BEHMENYÂR b. MERZÜBÂN - TDV İslâm Ansiklopedisi

BEHMENYÂR b. MERZÜBÂN

بهمنيار بن مرزبان
Müellif:
BEHMENYÂR b. MERZÜBÂN
Müellif: MAHMUT KAYA
Web Sitesi: TDV İslâm Ansiklopedisi
Yayımcı: TDV İslâm Araştırmaları Merkezi
Baskı Tarihi: 1992
Erişim Tarihi: 19.04.2024
Web Adresi:
https://islamansiklopedisi.org.tr/behmenyar-b-merzuban
MAHMUT KAYA, "BEHMENYÂR b. MERZÜBÂN", TDV İslâm Ansiklopedisi, https://islamansiklopedisi.org.tr/behmenyar-b-merzuban (19.04.2024).
Kopyalama metni

Hayatını aydınlatacak kadar bilgi mevcut değildir. Bilindiği kadarıyla Mecûsî bir âilenin çocuğu olarak dünyaya gelmiş ve sonradan İslâm dinini kabul etmiştir (, I, 244). İbn Sînâ’nın Hemedan (1015-1024) ve İsfahan’da (1024-1037) bulunduğu dönemlerde onun en seçkin öğrencileri arasında yer almış olmasına rağmen Arapça bilgisi mükemmel değildi (Beyhakī, s. 91). Alâüddevle zamanında (1008-1041) İbn Sînâ ile Behmenyâr arasında geçen felsefî tartışmalar, bu sırada Behmenyâr, Ebû Mansûr İbn Zeyle ve Ebû Ca‘fer Muhammed b. Hüseyin b. Merzübân gibi önde gelen talebeleri tarafından sorulan sorulara İbn Sînâ’nın verdiği cevaplar el-Mübâḥas̱ât adlı eserde toplanmış ve günümüze kadar gelmiştir ki İbn Sînâ doktrinini anlama bakımından önemli bir kaynaktır. Bu eserin Mısır’daki yazmasının sonuna ilâve edilen iki mektupta İbn Sînâ’nın “eş-Şeyhü’l-fâzıl” diye hitap ettiği kişinin Behmenyâr olduğunda şüphe yoktur (, III, 502). Bu bilgiye dayanarak hocasının ona büyük bir değer verdiği söylenebilir. Buna rağmen felsefede önemli sayılacak kadar bir varlık gösterememiş ve 1066 yılında vefat etmiştir. Ali b. Zeyd el-Beyhakī onun İbn Sînâ’dan otuz yıl sonra öldüğünü açıkça belirttiğine göre (Tetimme, s. 92) ölümüyle ilgili olarak Brockelmann’ın verdiği 1038 tarihinin (GAL, I, 599) yanlış olması gerekir.

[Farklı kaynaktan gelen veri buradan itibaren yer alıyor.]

//! Account domain entity
//!
//! This module defines the Account entity which represents a user's
//! OneDrive account and its synchronization state.

use chrono::{DateTime, Utc};
use serde::{Deserialize, Serialize};

use super::{
    errors::DomainError,
    newtypes::{AccountId, DeltaToken, Email, SyncPath},
};

/// T031: Represents the current state of an account
#[derive(Debug, Clone, Default, PartialEq, Eq, Serialize, Deserialize)]
#[serde(rename_all = "snake_case")]
pub enum AccountState {
    /// Account is active and can sync
    #[default]
    Active,
    /// OAuth token has expired, needs refresh
    TokenExpired,
    /// Account has been suspended (e.g., by Microsoft)
    Suspended,
    /// Account is in an error state with a description
    Error(String),
}

impl AccountState {
    /// Returns true if the account can perform sync operations
    pub fn can_sync(&self) -> bool {
        matches!(self, AccountState::Active)
    }

    /// Returns true if the account needs token refresh
    pub fn needs_token_refresh(&self) -> bool {
        matches!(self, AccountState::TokenExpired)
    }
}

impl std::fmt::Display for AccountState {
    fn fmt(&self, f: &mut std::fmt::Formatter<'_>) -> std::fmt::Result {
        match self {
            AccountState::Active => write!(f, "active"),
            AccountState::TokenExpired => write!(f, "token_expired"),
            AccountState::Suspended => write!(f, "suspended"),
            AccountState::Error(msg) => write!(f, "error: {}", msg),
        }
    }
}

/// T032: Represents a user's OneDrive account
///
/// An Account entity contains all information needed to identify and
/// manage a user's OneDrive connection, including authentication state,
/// quota information, and sync configuration.
#[derive(Debug, Clone, PartialEq, Eq, Serialize, Deserialize)]
pub struct Account {
    /// Unique identifier for this account
    id: AccountId,
    /// User's email address (Microsoft account)
    email: Email,
    /// Display name from Microsoft profile
    display_name: String,
    /// OneDrive drive ID from Microsoft Graph API
    onedrive_id: String,
    /// Local path where files are synchronized
    sync_root: SyncPath,
    /// Bytes used in OneDrive storage
    quota_used: u64,
    /// Total bytes available in OneDrive storage
    quota_total: u64,
    /// Delta token for incremental sync (None for initial sync)
    delta_token: Option<DeltaToken>,
    /// Timestamp of last successful sync (None if never synced)
    last_sync: Option<DateTime<Utc>>,
    /// Current account state
    state: AccountState,
    /// When this account was created
    created_at: DateTime<Utc>,
}

impl Account {
    /// T033: Creates a new Account with the provided details
    ///
    /// # Arguments
    /// * `email` - User's Microsoft account email
    /// * `display_name` - User's display name
    /// * `onedrive_id` - OneDrive drive ID from Graph API
    /// * `sync_root` - Local path for file synchronization
    ///
    /// # Returns
    /// A new Account in Active state with zero quota usage
    pub fn new(
        email: Email,
        display_name: impl Into<String>,
        onedrive_id: impl Into<String>,
        sync_root: SyncPath,
    ) -> Self {
        Self {
            id: AccountId::new(),
            email,
            display_name: display_name.into(),
            onedrive_id: onedrive_id.into(),
            sync_root,
            quota_used: 0,
            quota_total: 0,
            delta_token: None,
            last_sync: None,
            state: AccountState::Active,
            created_at: Utc::now(),
        }
    }

    /// Creates an Account with a specific ID (for reconstitution from storage)
    pub fn with_id(
        id: AccountId,
        email: Email,
        display_name: impl Into<String>,
        onedrive_id: impl Into<String>,
        sync_root: SyncPath,
        created_at: DateTime<Utc>,
    ) -> Self {
        Self {
            id,
            email,
            display_name: display_name.into(),
            onedrive_id: onedrive_id.into(),
            sync_root,
            quota_used: 0,
            quota_total: 0,
            delta_token: None,
            last_sync: None,
            state: AccountState::Active,
            created_at,
        }
    }

    // --- Getters ---

    /// Returns the account's unique identifier
    pub fn id(&self) -> &AccountId {
        &self.id
    }

    /// Returns the account's email address
    pub fn email(&self) -> &Email {
        &self.email
    }

    /// Returns the account's display name
    pub fn display_name(&self) -> &str {
        &self.display_name
    }

    /// Returns the OneDrive drive ID
    pub fn onedrive_id(&self) -> &str {
        &self.onedrive_id
    }

    /// Returns the sync root path
    pub fn sync_root(&self) -> &SyncPath {
        &self.sync_root
    }

    /// Returns bytes used in storage
    pub fn quota_used(&self) -> u64 {
        self.quota_used
    }

    /// Returns total bytes available
    pub fn quota_total(&self) -> u64 {
        self.quota_total
    }

    /// Returns the current delta token if any
    pub fn delta_token(&self) -> Option<&DeltaToken> {
        self.delta_token.as_ref()
    }

    /// Returns the last sync timestamp if any
    pub fn last_sync(&self) -> Option<DateTime<Utc>> {
        self.last_sync
    }

    /// Returns the current account state
    pub fn state(&self) -> &AccountState {
        &self.state
    }

    /// Returns when the account was created
    pub fn created_at(&self) -> DateTime<Utc> {
        self.created_at
    }

    // --- T033: Methods ---

    /// T033: Calculates the percentage of quota used
    ///
    /// # Returns
    /// - Percentage as f64 between 0.0 and 100.0
    /// - Returns 0.0 if quota_total is 0 to avoid division by zero
    pub fn quota_percent(&self) -> f64 {
        if self.quota_total == 0 {
            return 0.0;
        }
        (self.quota_used as f64 / self.quota_total as f64) * 100.0
    }

    // --- Setters / State Mutations ---

    /// Updates the quota information
    pub fn update_quota(&mut self, used: u64, total: u64) {
        self.quota_used = used;
        self.quota_total = total;
    }

    /// Updates the delta token after a successful sync
    pub fn update_delta_token(&mut self, token: DeltaToken) {
        self.delta_token = Some(token);
    }

    /// Clears the delta token (forces full resync)
    pub fn clear_delta_token(&mut self) {
        self.delta_token = None;
    }

    /// Records a successful sync
    pub fn record_sync(&mut self, timestamp: DateTime<Utc>) {
        self.last_sync = Some(timestamp);
    }

    /// Updates the account state
    pub fn set_state(&mut self, state: AccountState) {
        self.state = state;
    }

    /// Marks the account as active
    pub fn activate(&mut self) {
        self.state = AccountState::Active;
    }

    /// Marks the token as expired
    pub fn mark_token_expired(&mut self) {
        self.state = AccountState::TokenExpired;
    }

    /// Marks the account as suspended
    pub fn suspend(&mut self) {
        self.state = AccountState::Suspended;
    }

    /// Marks the account with an error
    pub fn mark_error(&mut self, reason: impl Into<String>) {
        self.state = AccountState::Error(reason.into());
    }

    /// Updates the sync root path
    ///
    /// # Errors
    /// Returns `DomainError::InvalidPath` if the new path is not absolute
    pub fn update_sync_root(&mut self, path: SyncPath) -> Result<(), DomainError> {
        self.sync_root = path;
        Ok(())
    }

    /// Returns true if the account can perform sync operations
    pub fn can_sync(&self) -> bool {
        self.state.can_sync()
    }
}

Behmenyâr daha çok hocasının eserlerinin şârihi ve felsefî sisteminin bir yorumcusu olarak tanınmıştır. Bununla beraber bazı meselelerde İbn Sînâ’dan farklı düşündüğü dikkati çeker. Meselâ ona göre henüz form kazanmamış, bir yetenek ve imkân durumunda olan ilk heyulâ (şekilsiz ilk madde) sadece bir kavramdan ibarettir. Bu bakımdan heyulâ tam anlamıyla cevher sayılmaz (Mâ Baʿde’ṭ-ṭabîʿa, s. 8). Yine Behmenyâr’a göre Allah diri, bir ve her şeyin yaratıcısı olduğu için değil âlemin varlık sebebi olduğu için zorunlu (vâcibü’l-vücûd) ve sebepsiz varlıktır. Şu var ki sebeple sebepli (illet ile ma‘lûl) arasında zaman bakımından öncelik ve sonralık söz konusu değildir. Eğer öyle olsaydı sebeplinin meydana gelişinden önceki ve sonraki durumuna göre sebebin bilgisinde bir değişme olacağından o tam sebep olamazdı. Şu halde Allah’ın varlığı âlemin varlığından zaman bakımından değil zat olarak öncedir. Bu düşünceden hareketle Behmenyâr Allah’ı üç sıfatla nitelemek gerektiğini söyler. Ona göre Allah zâtı ile ilktir, zâtı ile kāimdir, varlığı zorunludur. Bir başka ifade ile Allah’ın zâtı varlığının zorunlu şartıdır. Çünkü ona göre varlık mutlak olarak düşünüldüğünde şiddetlilik, zayıflık, azlık, çokluk, tamlık ve eksiklik gibi bayağı nitelikler söz konusu edilmez; sadece O’nun öncelik-sonralık, muhtaç olmama-muhtaç olma, zorunluluk-imkân gibi küllî niteliklere sahip olup olmadığına bakılır (Mâ Baʿde’ṭ-ṭabîʿa, s. 10). Onun bu konuya ve kozmik varlığın teşekkülü, nefsin mahiyeti gibi problemlere getirdiği yorumlar İbn Sînâ doktriniyle tam bir uyum halindedir.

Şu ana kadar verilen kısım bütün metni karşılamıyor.